**Data supplied**
—————
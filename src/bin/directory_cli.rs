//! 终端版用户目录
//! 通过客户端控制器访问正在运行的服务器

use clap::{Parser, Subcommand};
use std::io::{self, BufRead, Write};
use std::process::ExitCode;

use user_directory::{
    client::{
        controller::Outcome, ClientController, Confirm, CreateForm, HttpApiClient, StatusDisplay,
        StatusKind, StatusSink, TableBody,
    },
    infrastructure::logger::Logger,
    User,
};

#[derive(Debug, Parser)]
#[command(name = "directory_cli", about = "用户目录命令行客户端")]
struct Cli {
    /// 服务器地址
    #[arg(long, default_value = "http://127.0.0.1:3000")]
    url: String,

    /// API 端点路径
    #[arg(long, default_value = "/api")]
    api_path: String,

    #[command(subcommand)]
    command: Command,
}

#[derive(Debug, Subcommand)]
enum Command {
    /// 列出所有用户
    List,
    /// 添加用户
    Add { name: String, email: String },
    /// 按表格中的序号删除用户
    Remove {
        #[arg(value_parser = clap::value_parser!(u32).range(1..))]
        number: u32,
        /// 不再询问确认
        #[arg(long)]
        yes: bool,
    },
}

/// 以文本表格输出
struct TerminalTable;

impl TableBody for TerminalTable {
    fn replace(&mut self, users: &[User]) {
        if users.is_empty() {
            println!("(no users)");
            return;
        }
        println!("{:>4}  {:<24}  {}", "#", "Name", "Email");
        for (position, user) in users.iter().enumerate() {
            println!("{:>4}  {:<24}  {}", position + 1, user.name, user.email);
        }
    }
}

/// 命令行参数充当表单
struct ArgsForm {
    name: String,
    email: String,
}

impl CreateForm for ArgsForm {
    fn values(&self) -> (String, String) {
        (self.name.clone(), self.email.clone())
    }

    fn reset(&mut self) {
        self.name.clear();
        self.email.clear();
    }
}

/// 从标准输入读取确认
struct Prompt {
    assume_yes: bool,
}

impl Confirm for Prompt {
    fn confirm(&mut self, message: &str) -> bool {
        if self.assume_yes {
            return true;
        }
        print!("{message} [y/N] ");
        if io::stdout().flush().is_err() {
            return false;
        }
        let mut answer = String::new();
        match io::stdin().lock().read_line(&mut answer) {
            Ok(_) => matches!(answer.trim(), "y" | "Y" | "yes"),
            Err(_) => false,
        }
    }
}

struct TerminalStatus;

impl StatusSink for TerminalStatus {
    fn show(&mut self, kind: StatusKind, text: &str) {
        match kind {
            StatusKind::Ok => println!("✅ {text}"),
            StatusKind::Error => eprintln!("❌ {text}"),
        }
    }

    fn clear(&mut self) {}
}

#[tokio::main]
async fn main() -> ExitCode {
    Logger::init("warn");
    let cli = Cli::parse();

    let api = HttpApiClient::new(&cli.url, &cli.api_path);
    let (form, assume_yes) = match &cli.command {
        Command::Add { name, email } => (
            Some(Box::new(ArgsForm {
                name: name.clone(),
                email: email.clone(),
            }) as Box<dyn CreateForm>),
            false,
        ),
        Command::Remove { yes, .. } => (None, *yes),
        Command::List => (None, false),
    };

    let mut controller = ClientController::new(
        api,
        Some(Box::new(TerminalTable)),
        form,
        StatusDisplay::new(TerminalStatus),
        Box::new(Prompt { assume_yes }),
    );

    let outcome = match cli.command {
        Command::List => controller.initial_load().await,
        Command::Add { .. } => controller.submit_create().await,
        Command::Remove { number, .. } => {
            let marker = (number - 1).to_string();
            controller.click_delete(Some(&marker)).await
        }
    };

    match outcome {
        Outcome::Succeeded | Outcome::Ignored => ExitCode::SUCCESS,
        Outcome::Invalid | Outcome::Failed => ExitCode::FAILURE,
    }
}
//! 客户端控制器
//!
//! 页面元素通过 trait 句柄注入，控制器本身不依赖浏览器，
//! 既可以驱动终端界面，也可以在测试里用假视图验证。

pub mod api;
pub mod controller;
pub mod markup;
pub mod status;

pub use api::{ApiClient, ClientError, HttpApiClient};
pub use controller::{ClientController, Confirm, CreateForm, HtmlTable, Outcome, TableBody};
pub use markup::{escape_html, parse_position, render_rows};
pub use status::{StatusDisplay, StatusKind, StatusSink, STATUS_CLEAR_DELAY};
—————
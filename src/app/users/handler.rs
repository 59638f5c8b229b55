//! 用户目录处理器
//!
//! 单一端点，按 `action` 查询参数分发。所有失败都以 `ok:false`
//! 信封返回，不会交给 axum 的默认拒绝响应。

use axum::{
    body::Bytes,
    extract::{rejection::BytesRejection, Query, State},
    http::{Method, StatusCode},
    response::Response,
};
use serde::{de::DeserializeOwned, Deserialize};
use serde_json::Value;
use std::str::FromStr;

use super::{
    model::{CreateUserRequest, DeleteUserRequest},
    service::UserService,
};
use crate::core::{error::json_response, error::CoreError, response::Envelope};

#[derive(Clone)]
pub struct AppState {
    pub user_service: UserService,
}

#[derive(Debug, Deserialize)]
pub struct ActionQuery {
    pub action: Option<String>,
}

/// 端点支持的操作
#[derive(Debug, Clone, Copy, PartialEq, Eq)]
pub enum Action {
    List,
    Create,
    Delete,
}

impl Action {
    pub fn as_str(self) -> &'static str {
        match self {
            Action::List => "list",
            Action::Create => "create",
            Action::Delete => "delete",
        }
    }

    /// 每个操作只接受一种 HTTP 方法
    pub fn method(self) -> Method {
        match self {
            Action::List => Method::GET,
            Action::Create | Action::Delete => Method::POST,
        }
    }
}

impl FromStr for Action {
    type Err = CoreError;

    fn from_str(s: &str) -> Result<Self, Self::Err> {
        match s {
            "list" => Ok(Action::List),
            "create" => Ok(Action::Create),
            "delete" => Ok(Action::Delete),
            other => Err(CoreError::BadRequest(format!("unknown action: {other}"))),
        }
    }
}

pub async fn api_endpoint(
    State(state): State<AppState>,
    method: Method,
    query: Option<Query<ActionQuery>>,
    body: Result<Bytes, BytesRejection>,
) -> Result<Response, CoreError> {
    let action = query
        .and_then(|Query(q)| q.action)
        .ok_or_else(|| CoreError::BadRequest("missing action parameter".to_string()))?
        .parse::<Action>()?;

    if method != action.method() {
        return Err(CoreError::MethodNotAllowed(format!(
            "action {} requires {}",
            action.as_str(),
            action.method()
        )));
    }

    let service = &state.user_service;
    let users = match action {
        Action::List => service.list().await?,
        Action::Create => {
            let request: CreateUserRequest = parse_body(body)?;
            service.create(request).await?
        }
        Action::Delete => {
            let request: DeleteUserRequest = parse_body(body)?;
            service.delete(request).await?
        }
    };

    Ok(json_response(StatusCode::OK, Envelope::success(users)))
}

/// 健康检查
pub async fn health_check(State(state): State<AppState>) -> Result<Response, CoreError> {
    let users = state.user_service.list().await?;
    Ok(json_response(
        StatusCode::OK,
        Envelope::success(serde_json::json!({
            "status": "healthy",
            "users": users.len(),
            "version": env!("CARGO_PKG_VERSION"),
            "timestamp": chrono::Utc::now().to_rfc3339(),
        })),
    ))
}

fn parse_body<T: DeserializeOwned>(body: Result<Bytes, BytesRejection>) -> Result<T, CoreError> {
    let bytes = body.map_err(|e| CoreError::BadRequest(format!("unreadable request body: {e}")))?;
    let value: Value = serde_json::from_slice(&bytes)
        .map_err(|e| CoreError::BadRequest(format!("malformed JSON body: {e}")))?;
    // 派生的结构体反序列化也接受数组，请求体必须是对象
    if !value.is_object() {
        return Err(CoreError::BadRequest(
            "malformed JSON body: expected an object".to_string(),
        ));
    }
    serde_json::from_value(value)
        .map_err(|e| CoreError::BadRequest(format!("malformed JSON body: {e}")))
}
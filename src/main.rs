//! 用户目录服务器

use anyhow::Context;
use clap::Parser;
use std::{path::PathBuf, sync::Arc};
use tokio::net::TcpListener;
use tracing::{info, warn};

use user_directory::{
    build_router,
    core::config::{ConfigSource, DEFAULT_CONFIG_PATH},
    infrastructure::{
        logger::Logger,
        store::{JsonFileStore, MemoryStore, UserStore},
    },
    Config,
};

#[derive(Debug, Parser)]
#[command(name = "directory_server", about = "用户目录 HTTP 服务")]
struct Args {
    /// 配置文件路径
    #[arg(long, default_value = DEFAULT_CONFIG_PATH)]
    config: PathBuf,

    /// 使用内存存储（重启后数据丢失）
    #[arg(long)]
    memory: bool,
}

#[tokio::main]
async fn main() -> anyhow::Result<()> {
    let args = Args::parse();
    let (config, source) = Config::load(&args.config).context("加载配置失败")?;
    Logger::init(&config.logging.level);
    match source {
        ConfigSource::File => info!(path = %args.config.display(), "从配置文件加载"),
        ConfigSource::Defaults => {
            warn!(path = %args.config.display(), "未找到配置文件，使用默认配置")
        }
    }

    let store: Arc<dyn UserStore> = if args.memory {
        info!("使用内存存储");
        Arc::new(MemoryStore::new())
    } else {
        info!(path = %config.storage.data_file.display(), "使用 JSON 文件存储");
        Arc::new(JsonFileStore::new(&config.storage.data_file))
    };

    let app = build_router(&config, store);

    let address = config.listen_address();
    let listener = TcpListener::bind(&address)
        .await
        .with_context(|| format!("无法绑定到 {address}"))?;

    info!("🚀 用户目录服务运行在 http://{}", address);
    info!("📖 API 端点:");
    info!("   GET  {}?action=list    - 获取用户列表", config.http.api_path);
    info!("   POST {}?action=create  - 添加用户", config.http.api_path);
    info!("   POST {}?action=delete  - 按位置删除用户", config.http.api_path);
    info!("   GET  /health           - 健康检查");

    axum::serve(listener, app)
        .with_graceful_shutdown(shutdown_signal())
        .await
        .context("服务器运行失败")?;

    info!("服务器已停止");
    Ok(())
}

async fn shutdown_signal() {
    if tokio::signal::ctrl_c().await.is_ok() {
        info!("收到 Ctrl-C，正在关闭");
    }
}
—————
**Problem details**
Repeat the entries above verbatim, but only from the line that has "filename src/bin/directory_cli.rs" down to the line that has "fn show(&mut self, kind: StatusKind, text: &str)", inclusive.

**Answer box**
filename src/bin/directory_cli.rs
//! 终端版用户目录
//! 通过客户端控制器访问正在运行的服务器

use clap::{Parser, Subcommand};
use std::io::{self, BufRead, Write};
use std::process::ExitCode;

use user_directory::{
    client::{
        controller::Outcome, ClientController, Confirm, CreateForm, HttpApiClient, StatusDisplay,
        StatusKind, StatusSink, TableBody,
    },
    infrastructure::logger::Logger,
    User,
};

#[derive(Debug, Parser)]
#[command(name = "directory_cli", about = "用户目录命令行客户端")]
struct Cli {
    /// 服务器地址
    #[arg(long, default_value = "http://127.0.0.1:3000")]
    url: String,

    /// API 端点路径
    #[arg(long, default_value = "/api")]
    api_path: String,

    #[command(subcommand)]
    command: Command,
}

#[derive(Debug, Subcommand)]
enum Command {
    /// 列出所有用户
    List,
    /// 添加用户
    Add { name: String, email: String },
    /// 按表格中的序号删除用户
    Remove {
        #[arg(value_parser = clap::value_parser!(u32).range(1..))]
        number: u32,
        /// 不再询问确认
        #[arg(long)]
        yes: bool,
    },
}

/// 以文本表格输出
struct TerminalTable;

impl TableBody for TerminalTable {
    fn replace(&mut self, users: &[User]) {
        if users.is_empty() {
            println!("(no users)");
            return;
        }
        println!("{:>4}  {:<24}  {}", "#", "Name", "Email");
        for (position, user) in users.iter().enumerate() {
            println!("{:>4}  {:<24}  {}", position + 1, user.name, user.email);
        }
    }
}

/// 命令行参数充当表单
struct ArgsForm {
    name: String,
    email: String,
}

impl CreateForm for ArgsForm {
    fn values(&self) -> (String, String) {
        (self.name.clone(), self.email.clone())
    }

    fn reset(&mut self) {
        self.name.clear();
        self.email.clear();
    }
}

/// 从标准输入读取确认
struct Prompt {
    assume_yes: bool,
}

impl Confirm for Prompt {
    fn confirm(&mut self, message: &str) -> bool {
        if self.assume_yes {
            return true;
        }
        print!("{message} [y/N] ");
        if io::stdout().flush().is_err() {
            return false;
        }
        let mut answer = String::new();
        match io::stdin().lock().read_line(&mut answer) {
            Ok(_) => matches!(answer.trim(), "y" | "Y" | "yes"),
            Err(_) => false,
        }
    }
}

struct TerminalStatus;

impl StatusSink for TerminalStatus {
    fn show(&mut self, kind: StatusKind, text: &str) {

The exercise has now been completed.